Problem description -
Read the records that follow and state how many lines hold "info", adding nothing else.

Records shown -
┌──

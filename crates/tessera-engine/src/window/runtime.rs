use anyhow::{anyhow, Context, Result};
use ouroboros::self_referencing;

use winit::application::ApplicationHandler;
use winit::dpi::LogicalSize;
use winit::event::WindowEvent;
use winit::event_loop::{ActiveEventLoop, ControlFlow, EventLoop};
use winit::window::{Window, WindowId};

use crate::device::{ConfigureOutcome, Gpu, GpuInit};
use crate::frame::{FrameExecutor, FrameOutcome, FrameStats, SurfaceFrameBackend};
use crate::render::{GpuScene, SceneDesc};

/// Window/runtime configuration.
#[derive(Debug, Clone)]
pub struct RuntimeConfig {
    pub title: String,
    pub initial_size: LogicalSize<f64>,
    pub resizable: bool,
}

impl Default for RuntimeConfig {
    fn default() -> Self {
        Self {
            title: "tessera".to_string(),
            initial_size: LogicalSize::new(800.0, 600.0),
            resizable: true,
        }
    }
}

/// Entry point for the runtime.
pub struct Runtime;

impl Runtime {
    /// Opens one window, builds `scene` on its device and renders it every
    /// redraw until the window closes.
    ///
    /// Returns the first setup failure, fatal surface error or device loss.
    pub fn run(config: RuntimeConfig, gpu_init: GpuInit, scene: SceneDesc) -> Result<FrameStats> {
        let event_loop = EventLoop::new().context("failed to create winit EventLoop")?;
        let mut state = AppState::new(config, gpu_init, scene);

        event_loop
            .run_app(&mut state)
            .context("winit event loop terminated with error")?;

        match state.failure.take() {
            Some(err) => Err(err),
            None => Ok(state.stats),
        }
    }
}

#[self_referencing]
struct WindowEntry {
    window: Window,

    #[borrows(window)]
    #[covariant]
    gpu: Gpu<'this>,
}

/// Everything that exists only while the window is open.
struct Session {
    id: WindowId,
    entry: WindowEntry,
    scene: GpuScene,
    executor: FrameExecutor,
}

struct AppState {
    config: RuntimeConfig,
    gpu_init: GpuInit,
    scene: SceneDesc,

    session: Option<Session>,
    failure: Option<anyhow::Error>,
    stats: FrameStats,
    started: bool,
}

impl AppState {
    fn new(config: RuntimeConfig, gpu_init: GpuInit, scene: SceneDesc) -> Self {
        Self {
            config,
            gpu_init,
            scene,
            session: None,
            failure: None,
            stats: FrameStats::default(),
            started: false,
        }
    }

    fn fail(&mut self, event_loop: &ActiveEventLoop, err: anyhow::Error) {
        log::error!("{err:#}");
        if self.failure.is_none() {
            self.failure = Some(err);
        }
        event_loop.exit();
    }

    fn create_session(&self, event_loop: &ActiveEventLoop) -> Result<Session> {
        let attrs = Window::default_attributes()
            .with_title(self.config.title.clone())
            .with_inner_size(self.config.initial_size)
            .with_resizable(self.config.resizable);

        let window = event_loop
            .create_window(attrs)
            .context("failed to create window")?;
        let id = window.id();

        let gpu_init = &self.gpu_init;
        let entry = WindowEntryTryBuilder {
            window,
            gpu_builder: |w| Gpu::new(w, gpu_init),
        }
        .try_build()
        .context("GPU initialization failed for window")?;

        let scene = entry
            .with_gpu(|gpu| GpuScene::build(gpu.device(), gpu.queue(), gpu.surface_format(), &self.scene))?;

        Ok(Session {
            id,
            entry,
            scene,
            executor: FrameExecutor::new(),
        })
    }

    fn resize(&mut self) {
        let Some(session) = self.session.as_mut() else {
            return;
        };
        let size = session.entry.with_window(|w| w.inner_size());
        let outcome = session.entry.with_gpu_mut(|gpu| gpu.resize(size));
        if outcome == ConfigureOutcome::Deferred {
            log::debug!("window has zero extent; rendering paused");
        }
        session.entry.with_window(|w| w.request_redraw());
    }

    fn redraw(&mut self, event_loop: &ActiveEventLoop) {
        let Some(Session {
            entry,
            scene,
            executor,
            ..
        }) = self.session.as_mut()
        else {
            return;
        };

        let frame = entry.with_gpu_mut(|gpu| {
            let mut backend = SurfaceFrameBackend::new(gpu, scene);
            executor.run_frame(&mut backend, scene.plan())
        });

        let lost = entry.with_gpu_mut(|gpu| gpu.device_lost().cloned());

        let err = match (frame, lost) {
            (_, Some(lost)) => anyhow!("GPU device lost ({}): {}", lost.reason, lost.message),
            (Err(err), None) => anyhow::Error::new(err),
            (Ok(FrameOutcome::Presented | FrameOutcome::Skipped), None) => return,
        };
        self.fail(event_loop, err);
    }

    fn shutdown(&mut self) {
        let Some(mut session) = self.session.take() else {
            return;
        };

        self.stats = session.executor.stats();
        let uncaptured = session.entry.with_gpu(|gpu| gpu.uncaptured_errors());
        session.entry.with_gpu_mut(|gpu| gpu.terminate());

        log::info!(
            "frames: {} presented, {} skipped; uncaptured GPU errors: {}",
            self.stats.presented,
            self.stats.skipped,
            uncaptured
        );
    }
}

impl ApplicationHandler for AppState {
    fn resumed(&mut self, event_loop: &ActiveEventLoop) {
        // Single window; a second `resumed` (mobile/web) keeps the existing one.
        if self.started {
            return;
        }
        self.started = true;

        match self.create_session(event_loop) {
            Ok(session) => {
                session.entry.with_window(|w| w.request_redraw());
                self.session = Some(session);
            }
            Err(err) => self.fail(event_loop, err.context("startup failed")),
        }
    }

    fn about_to_wait(&mut self, event_loop: &ActiveEventLoop) {
        event_loop.set_control_flow(ControlFlow::Wait);

        // Continuous redraw.
        if let Some(session) = &self.session {
            session.entry.with_window(|w| w.request_redraw());
        }
    }

    fn window_event(
        &mut self,
        event_loop: &ActiveEventLoop,
        window_id: WindowId,
        event: WindowEvent,
    ) {
        if self.session.as_ref().map(|s| s.id) != Some(window_id) {
            return;
        }

        match event {
            WindowEvent::CloseRequested => {
                log::info!("window close requested");
                event_loop.exit();
            }

            WindowEvent::Resized(_) | WindowEvent::ScaleFactorChanged { .. } => self.resize(),

            WindowEvent::RedrawRequested => self.redraw(event_loop),

            _ => {}
        }
    }

    fn exiting(&mut self, _event_loop: &ActiveEventLoop) {
        self.shutdown();
    }
}
//! Vertex buffer layout descriptors.

use std::collections::HashSet;

use super::BuildError;

/// Required alignment of vertex strides; attribute offsets need
/// `min(VERTEX_ALIGNMENT, format size)`.
pub const VERTEX_ALIGNMENT: u64 = 4;

/// One attribute: where the shader reads it, how it's encoded, where it sits in the vertex.
#[derive(Debug, Copy, Clone, Eq, PartialEq)]
pub struct VertexAttr {
    pub location: u32,
    pub format: wgpu::VertexFormat,
    pub offset: u64,
}

/// Layout of one per-vertex buffer: ordered attributes plus the stride between vertices.
#[derive(Debug, Clone, Eq, PartialEq)]
pub struct VertexLayout {
    pub stride: u64,
    pub attributes: Vec<VertexAttr>,
}

impl VertexLayout {
    /// Tightly packs `attrs` in order and derives offsets and stride.
    ///
    /// ```
    /// use tessera_engine::render::VertexLayout;
    ///
    /// let layout = VertexLayout::packed(&[
    ///     (0, wgpu::VertexFormat::Float32x2),
    ///     (1, wgpu::VertexFormat::Float32x3),
    /// ]);
    /// assert_eq!(layout.stride, 20);
    /// assert_eq!(layout.attributes[1].offset, 8);
    /// ```
    pub fn packed(attrs: &[(u32, wgpu::VertexFormat)]) -> Self {
        let mut offset = 0;
        let attributes = attrs
            .iter()
            .map(|&(location, format)| {
                let attr = VertexAttr {
                    location,
                    format,
                    offset,
                };
                offset += format.size();
                attr
            })
            .collect();

        Self {
            stride: offset,
            attributes,
        }
    }

    /// Checks internal consistency: stride/offset alignment, bounds, unique locations.
    pub fn validate(&self) -> Result<(), BuildError> {
        if self.attributes.is_empty() {
            return Err(BuildError::NoAttributes);
        }
        if self.stride % VERTEX_ALIGNMENT != 0 {
            return Err(BuildError::UnalignedStride {
                stride: self.stride,
            });
        }

        let mut seen = HashSet::new();
        for attr in &self.attributes {
            if !seen.insert(attr.location) {
                return Err(BuildError::DuplicateLocation {
                    location: attr.location,
                });
            }
            let size = attr.format.size();
            if attr.offset % VERTEX_ALIGNMENT.min(size) != 0 {
                return Err(BuildError::UnalignedAttribute {
                    location: attr.location,
                    offset: attr.offset,
                });
            }
            let end = attr.offset.checked_add(size).unwrap_or(u64::MAX);
            if end > self.stride {
                return Err(BuildError::AttributeOutOfBounds {
                    location: attr.location,
                    end,
                    stride: self.stride,
                });
            }
        }

        Ok(())
    }

    pub(crate) fn wgpu_attributes(&self) -> Vec<wgpu::VertexAttribute> {
        self.attributes
            .iter()
            .map(|a| wgpu::VertexAttribute {
                format: a.format,
                offset: a.offset,
                shader_location: a.location,
            })
            .collect()
    }
}
//! Window + runtime loop.
//!
//! Owns the `winit` EventLoop and Window, and wires them to the GPU layer and
//! the frame executor.

mod runtime;

pub use runtime::{Runtime, RuntimeConfig};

└──

Solution for this exercise -
2